Forget President Obama, House Speaker John A. Boehner and the less-interesting-than-their-name-suggests "Gang of Six." When the history of the Great Debt Ceiling Debate of 2011 gets written, the main character will not be a Beltway negotiator, or even a politician.
The only reason Washington is even talking about proposals to slow the growth of government spending, instead of robotically jacking up the nation's credit line for the 11th time in a decade, is that a large, decentralized group of citizen activists has spent the last few years loudly telling politicians from both parties one consistent message: restrain your own power or face our wrath.
Whether you conceive of the "tea party" as a heroic tamer of bipartisan big government or a diabolical hydra threatening America's very future, its success in precipitating a national debate over fiscal policy should give hope — and a tactical blueprint — to anyone who feels marginalized by politics.
It is now easier than ever for alienated ideological blocs to foist their single issue onto the table over the objections of politicians who perpetuate the status quo. It's becoming more and more clear to tea party activists and their analogues on issues from education reform to drug legalization that success in politics is directly proportional to independence from the two major political parties.
Consider the difference between the tea party and its antecedent on the left — the antiwar movement that came from out of nowhere to rally around the initially obscure presidential campaign of Howard Dean in 2003-04. Both movements have used distributed networks and social media to remind a major party that it was flouting a respected tradition within its ranks.
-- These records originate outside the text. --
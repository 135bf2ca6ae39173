//! The accept loop.
use std::io;
use std::sync::Arc;
use std::time::Duration;

use tokio::sync::oneshot;
use tokio::task::JoinSet;
use tokio::time::timeout;
use tracing::instrument;

use super::bound_socket::BoundSocket;
use super::buffer_pool::BufferPool;
use super::processor::Processor;
use crate::servers::signals::Halted;
use crate::servers::udp::{RawRequest, UDP_TRACKER_LOG_TARGET};

/// How long one socket read may block before the loop checks the halt
/// channel again.
const READ_TIMEOUT: Duration = Duration::from_secs(1);

/// The UDP server accept loop: reads datagrams into pooled buffers and
/// spawns one handler task per packet.
pub struct Launcher;

impl Launcher {
    /// Runs until halted or until the socket fails fatally, then waits
    /// for every in-flight handler before returning.
    #[instrument(skip(socket, buffer_pool, processor, rx_halt))]
    pub(crate) async fn run(
        socket: Arc<BoundSocket>,
        buffer_pool: Arc<BufferPool>,
        processor: Processor,
        mut rx_halt: oneshot::Receiver<Halted>,
    ) {
        let local_addr = socket.address();
        let mut in_flight = JoinSet::new();

        loop {
            match rx_halt.try_recv() {
                Err(oneshot::error::TryRecvError::Empty) => {}
                _ => {
                    tracing::info!(target: UDP_TRACKER_LOG_TARGET, %local_addr, "halting");
                    break;
                }
            }

            let mut buffer = buffer_pool.take();

            match timeout(READ_TIMEOUT, socket.recv_buf_from(&mut buffer)).await {
                // deadline tick: go observe the halt channel
                Err(_elapsed) => buffer_pool.give_back(buffer),

                Ok(Err(error)) => {
                    buffer_pool.give_back(buffer);

                    if is_transient(&error) {
                        tracing::warn!(target: UDP_TRACKER_LOG_TARGET, %local_addr, %error, "transient receive error");
                        continue;
                    }

                    tracing::error!(target: UDP_TRACKER_LOG_TARGET, %local_addr, %error, "fatal receive error, stopping");
                    break;
                }

                Ok(Ok(from)) => {
                    if buffer.is_empty() {
                        buffer_pool.give_back(buffer);
                        continue;
                    }

                    let request = RawRequest { payload: buffer, from };

                    in_flight.spawn(processor.clone().process_request(request));

                    // reap whatever already finished
                    while in_flight.try_join_next().is_some() {}
                }
            }
        }

        // drain in-flight handlers before reporting shutdown complete
        while in_flight.join_next().await.is_some() {}

        tracing::info!(target: UDP_TRACKER_LOG_TARGET, %local_addr, "stopped");
    }
}

/// Receive errors that do not invalidate the socket. `ConnectionReset`
/// is how some platforms report an ICMP port-unreachable for an earlier
/// send.
fn is_transient(error: &io::Error) -> bool {
    matches!(
        error.kind(),
        io::ErrorKind::Interrupted | io::ErrorKind::WouldBlock | io::ErrorKind::ConnectionReset
    )
}
//! Graceful-shutdown signalling between server owners and their tasks.
use derive_more::Display;
use tokio::sync::oneshot;

/// The message sent over a halt channel to stop a running service.
#[derive(Copy, Clone, Debug, Display, PartialEq, Eq)]
pub enum Halted {
    Normal,
}

/// Resolves when the halt channel fires (or its sender is dropped),
/// logging the supplied message.
pub async fn shutdown_signal_with_message(rx_halt: oneshot::Receiver<Halted>, message: String) {
    let halt = rx_halt.await;

    tracing::info!("{message}: {halt:?}");
}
Just as antiwar liberals in the George McGovern tradition had been taken for granted by pro-war pols like Bill Clinton and John Kerry, limited-government conservatives in the Barry Goldwater tradition had been openly mocked by both George W. Bush and John McCain.
But where is the antiwar left today? Largely domesticated and neutered. Dean was elected chairman of the Democratic National Committee, foreign policy activists put most of their chips on the "antiwar" candidate Barack Obama, and now we have a Democratic president using grotesque euphemisms such as "kinetic military action" to justify setting the bar for military intervention even lower than George W. Bush did.
The tea party has so far strategically avoided that fate. Being a bottom-up movement, there is no leader to co-opt. Rather than serving as shock troops for GOP incumbents against Democrats, tea party activists have demonstrated a willingness to unseat even electable Republicans in favor of candidates who take seriously their mostly single-issue concern of limited government. While commentators love mocking them for backing such not-ready-for-prime-time insurgents as Christine O'Donnell, even the Republican Party is smart enough to recognize the power of a growing bloc that refuses to be taken for granted.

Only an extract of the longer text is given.